> **Assigned task**
Give the number of lines in the entries that contain "Json". State only the count.

(Beginning of Data extracts)

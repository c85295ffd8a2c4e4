//! Operator account management. Super admins only.

use std::sync::Arc;

use axum::{
    extract::{Path, State},
    Extension, Json,
};

use super::{success, ApiResponse, ApiResult};
use crate::auth::Session;
use crate::errors::AppError;
use crate::models::{AdminUser, CreateAdminUserRequest, Role, UpdateAdminUserRequest};
use crate::AppState;

fn require_super_admin(session: &Session) -> Result<(), AppError> {
    if session.operator.role == Role::SuperAdmin {
        Ok(())
    } else {
        Err(AppError::Forbidden(
            "You do not have permission to manage admin users.".to_string(),
        ))
    }
}

/// GET /api/admin/users
pub async fn list_admin_users(
    State(state): State<AppState>,
    Extension(session): Extension<Arc<Session>>,
) -> ApiResult<Vec<AdminUser>> {
    require_super_admin(&session)?;
    success(state.repo.list_admin_users().await?)
}

/// POST /api/admin/users
pub async fn create_admin_user(
    State(state): State<AppState>,
    Extension(session): Extension<Arc<Session>>,
    Json(request): Json<CreateAdminUserRequest>,
) -> ApiResult<AdminUser> {
    require_super_admin(&session)?;
    if request.username.trim().is_empty() {
        return Err(AppError::Validation("Username is required".to_string()));
    }
    if request.password.is_empty() {
        return Err(AppError::Validation("Password is required".to_string()));
    }

    let user = state.repo.create_admin_user(&request).await?;
    tracing::info!(username = %user.username, role = user.role.as_str(), "Created admin user");
    Ok(ApiResponse::with_message(user, "Admin user created"))
}

/// PUT /api/admin/users/{id}
///
/// Deactivating an account or changing its role ends its open sessions.
pub async fn update_admin_user(
    State(state): State<AppState>,
    Extension(session): Extension<Arc<Session>>,
    Path(id): Path<String>,
    Json(request): Json<UpdateAdminUserRequest>,
) -> ApiResult<AdminUser> {
    require_super_admin(&session)?;
    if matches!(request.username.as_deref(), Some(name) if name.trim().is_empty()) {
        return Err(AppError::Validation("Username cannot be empty".to_string()));
    }
    if matches!(request.password.as_deref(), Some("")) {
        return Err(AppError::Validation("Password cannot be empty".to_string()));
    }

    let user = state.repo.update_admin_user(&id, &request).await?;
    if request.active == Some(false) || request.role.is_some() {
        let revoked = state.sessions.revoke_operator(&user.id).await;
        tracing::info!(user_id = %user.id, revoked, "Revoked sessions after account change");
    }
    Ok(ApiResponse::with_message(user, "Admin user updated"))
}

/// DELETE /api/admin/users/{id}
pub async fn delete_admin_user(
    State(state): State<AppState>,
    Extension(session): Extension<Arc<Session>>,
    Path(id): Path<String>,
) -> ApiResult<()> {
    require_super_admin(&session)?;
    if session.operator.id == id {
        return Err(AppError::Validation(
            "You cannot delete your own account".to_string(),
        ));
    }

    state.repo.delete_admin_user(&id).await?;
    state.sessions.revoke_operator(&id).await;
    Ok(ApiResponse::with_message((), "Admin user deleted"))
}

(End of Data extracts)

> **Exercise result**
3